L’auteur ne se place pas au plan théologique ou doctrinal. Mais il n’y a pas de réalité anthropologique qui ne relève du théologique ! Peut-on parler d’intégration, d’assimilation ? Il n’est pas défendu de rêver ! La réalité est là qui nous prouve le contraire ! Qui ne se souvient de la phrase de Boumediene adressée aux Français : « Nous vous conquerrons avec le ventre de nos femmes ! » Tout musulman est foncièrement communautariste ! S’intégrer à une nation qu’il considère comme décadente ? S’intégrer pour faire partie d’une nation, alors qu’on est citoyen de la « Umma » (l’Internationale islamique) ? Allons donc ! « Islamiser la France » et toute la planète, cela s’inscrit dans un plan à réaliser à long terme et qui est en cours ! Le jihâd (et qu’on ne vienne pas nous dire qu’il s’agit avant tout d’effort moral et spirituel) est en cours. Les réseaux de toutes sortes sont en place et ce n’est pas l’argent qui manque !

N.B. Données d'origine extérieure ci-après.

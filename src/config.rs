//! Rule configuration loading and saving.
//!
//! The configuration is a single file holding the ordered rule list. Its
//! location is resolved once at startup into a [`ConfigLocation`] and passed
//! around explicitly. The format follows the file extension: `.toml` files
//! are TOML, everything else is JSON.
//!
//! # Configuration File Format
//!
//! ```json
//! {
//!     "rules": [
//!         { "type": "extension", "pattern": ".pdf", "destination": "D:\\PDFs" },
//!         { "type": "filename", "pattern": "invoice", "destination": "D:\\Invoices" },
//!         { "type": "folder", "pattern": "scan", "destination": "D:\\Scans" }
//!     ]
//! }
//! ```
//!
//! The older flat format, `{ "mappings": { ".pdf": "D:\\PDFs" } }`, is still
//! read: every entry becomes an extension rule, in extension order. Saving
//! always writes the `rules` form.

use crate::rule::{Rule, RuleKind, RuleSet};
use serde::{Deserialize, Serialize};
use std::collections::BTreeMap;
use std::ffi::OsString;
use std::fs;
use std::io;
use std::path::{Path, PathBuf};
use thiserror::Error;
use tracing::warn;

/// Environment variable naming the configuration file.
pub const CONFIG_ENV_VAR: &str = "HURIWAKE_CONFIG";

/// File name used next to the executable.
const DEFAULT_FILE_NAME: &str = "config.json";

/// Errors that can occur while loading or saving configuration.
#[derive(Debug, Error)]
pub enum ConfigError {
    /// The file exists but does not parse.
    #[error("Invalid configuration in {}: {reason}", .path.display())]
    ConfigInvalid { path: PathBuf, reason: String },
    /// Reading or writing the file failed.
    #[error("IO error on configuration file {}: {source}", .path.display())]
    Io {
        path: PathBuf,
        #[source]
        source: io::Error,
    },
    /// The configuration could not be encoded.
    #[error("Could not serialize configuration: {0}")]
    Serialize(String),
}

/// On-disk encoding of the configuration file.
#[derive(Debug, Clone, Copy, PartialEq, Eq)]
pub enum ConfigFormat {
    Json,
    Toml,
}

impl ConfigFormat {
    /// Picks the format from the file extension.
    pub fn from_path(path: &Path) -> Self {
        match path.extension().and_then(|e| e.to_str()) {
            Some(ext) if ext.eq_ignore_ascii_case("toml") => ConfigFormat::Toml,
            _ => ConfigFormat::Json,
        }
    }
}

/// Everything the distributor reads from the configuration file.
#[derive(Debug, Clone, Default, PartialEq, Eq)]
pub struct AppConfig {
    pub rules: RuleSet,
}

/// Serialized shape, including the legacy `mappings` table.
#[derive(Debug, Default, Serialize, Deserialize)]
struct ConfigFile {
    #[serde(default)]
    rules: RuleSet,
    #[serde(default, skip_serializing)]
    mappings: BTreeMap<String, PathBuf>,
}

impl AppConfig {
    /// Parses configuration text.
    ///
    /// Legacy mappings are appended after the ordered rules, skipping any
    /// extension an ordered rule already covers. Mappings that cannot become a
    /// rule are logged and left out.
    ///
    /// # Errors
    ///
    /// Returns `ConfigError::ConfigInvalid` on syntax errors or invalid rules.
    pub fn parse(content: &str, format: ConfigFormat) -> Result<Self, ConfigError> {
        let invalid = |reason: String| ConfigError::ConfigInvalid {
            path: PathBuf::new(),
            reason,
        };

        let file: ConfigFile = if content.trim().is_empty() {
            ConfigFile::default()
        } else {
            match format {
                ConfigFormat::Json => {
                    serde_json::from_str(content).map_err(|e| invalid(e.to_string()))?
                }
                ConfigFormat::Toml => toml::from_str(content).map_err(|e| invalid(e.to_string()))?,
            }
        };

        let mut rules = file.rules;
        for (extension, destination) in file.mappings {
            let rule = match Rule::new(RuleKind::Extension, &extension, destination) {
                Ok(rule) => rule,
                Err(e) => {
                    warn!(mapping = %extension, error = %e, "ignoring legacy mapping");
                    continue;
                }
            };
            if !rules.iter().any(|r| r.same_condition(&rule)) {
                rules.push_or_replace(rule);
            }
        }

        Ok(Self { rules })
    }

    /// Encodes the configuration in the ordered-rule form.
    ///
    /// # Errors
    ///
    /// Returns `ConfigError::Serialize` if a destination cannot be encoded.
    pub fn render(&self, format: ConfigFormat) -> Result<String, ConfigError> {
        let file = ConfigFile {
            rules: self.rules.clone(),
            mappings: BTreeMap::new(),
        };
        match format {
            ConfigFormat::Json => serde_json::to_string_pretty(&file)
                .map_err(|e| ConfigError::Serialize(e.to_string())),
            ConfigFormat::Toml => {
                toml::to_string_pretty(&file).map_err(|e| ConfigError::Serialize(e.to_string()))
            }
        }
    }
}

/// The configuration file chosen for this process.
#[derive(Debug, Clone, PartialEq, Eq)]
pub struct ConfigLocation {
    path: PathBuf,
}

impl ConfigLocation {
    pub fn new(path: impl Into<PathBuf>) -> Self {
        Self { path: path.into() }
    }

    /// Resolves the configuration file to use.
    ///
    /// Candidates, first hit wins:
    /// 1. `explicit`, when given
    /// 2. the path in `HURIWAKE_CONFIG`
    /// 3. `config.json` next to the executable, if it exists
    /// 4. `~/.config/huriwake/config.toml`, if it exists
    /// 5. `config.json` next to the executable, to be created on first save
    pub fn resolve(explicit: Option<&Path>) -> Self {
        let exe_dir = std::env::current_exe()
            .ok()
            .and_then(|exe| exe.parent().map(Path::to_path_buf));
        Self::resolve_with(explicit, |key| std::env::var_os(key), exe_dir.as_deref())
    }

    /// Resolution with the environment and executable folder supplied by the
    /// caller.
    ///
    /// # Arguments
    ///
    /// * `explicit` - Path given on the command line, if any
    /// * `env` - Looks up an environment variable
    /// * `exe_dir` - Folder holding the executable, if known
    pub fn resolve_with<E>(explicit: Option<&Path>, env: E, exe_dir: Option<&Path>) -> Self
    where
        E: Fn(&str) -> Option<OsString>,
    {
        if let Some(path) = explicit {
            return Self::new(path);
        }

        if let Some(path) = env(CONFIG_ENV_VAR).filter(|v| !v.is_empty()) {
            return Self::new(path);
        }

        let beside_exe = exe_dir.map(|dir| dir.join(DEFAULT_FILE_NAME));
        if let Some(path) = &beside_exe
            && path.exists()
        {
            return Self::new(path.clone());
        }

        if let Some(home) = env("HOME").or_else(|| env("USERPROFILE")) {
            let home_config = PathBuf::from(home)
                .join(".config")
                .join("huriwake")
                .join("config.toml");
            if home_config.exists() {
                return Self::new(home_config);
            }
        }

        Self::new(beside_exe.unwrap_or_else(|| PathBuf::from(DEFAULT_FILE_NAME)))
    }

    pub fn path(&self) -> &Path {
        &self.path
    }

    pub fn format(&self) -> ConfigFormat {
        ConfigFormat::from_path(&self.path)
    }

    /// Loads the configuration. A missing file is an empty configuration.
    ///
    /// # Errors
    ///
    /// Returns `ConfigError::Io` if the file cannot be read and
    /// `ConfigError::ConfigInvalid` if it does not parse.
    pub fn load(&self) -> Result<AppConfig, ConfigError> {
        if !self.path.exists() {
            return Ok(AppConfig::default());
        }

        let content = fs::read_to_string(&self.path).map_err(|e| ConfigError::Io {
            path: self.path.clone(),
            source: e,
        })?;

        AppConfig::parse(&content, self.format()).map_err(|e| match e {
            ConfigError::ConfigInvalid { reason, .. } => ConfigError::ConfigInvalid {
                path: self.path.clone(),
                reason,
            },
            other => other,
        })
    }

    /// Writes `config`, creating missing parent folders.
    ///
    /// # Errors
    ///
    /// Returns `ConfigError::Io` if the file cannot be written.
    pub fn save(&self, config: &AppConfig) -> Result<(), ConfigError> {
        let content = config.render(self.format())?;
        let io_error = |e| ConfigError::Io {
            path: self.path.clone(),
            source: e,
        };

        if let Some(parent) = self.path.parent()
            && !parent.as_os_str().is_empty()
        {
            fs::create_dir_all(parent).map_err(io_error)?;
        }
        fs::write(&self.path, content).map_err(io_error)
    }
}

Que faire ? Se résigner à une situation qui nous échappe ? L’auteur nous indique quelques pistes et, en tout premier lieu, la nécessité de mieux connaître l’autre, sa langue, sa culture, sa religion, son histoire, ses guerres, ses Écritures, ses interprétations, l’esprit centripète de l’islam pour qui évoluer veut dire revenir au centre, au fondement historique de la tradition. Nécessité de comprendre l’islam tel qu’il est et non pas un islam rêvé, prendre ses distances par rapport à des poncifs comme les fils d’Abraham, les religions du Livre, les trois monothéismes, l’islam tolérant, les dhimmis…

Et que l’on cesse de faire l’amalgame entre les immigrés venus de l’Europe et ceux venus de l’islam. Ceux-là partageaient la culture occidentale et n’ont eu aucun mal à se couler dans la population française et à s’y assimiler. Les immigrés de l’islam sont étrangers à la culture occidentale et à la francité pour lesquelles ils ont une aversion viscérale. Ce qui rend impensable l’idée d’une assimilation culturelle.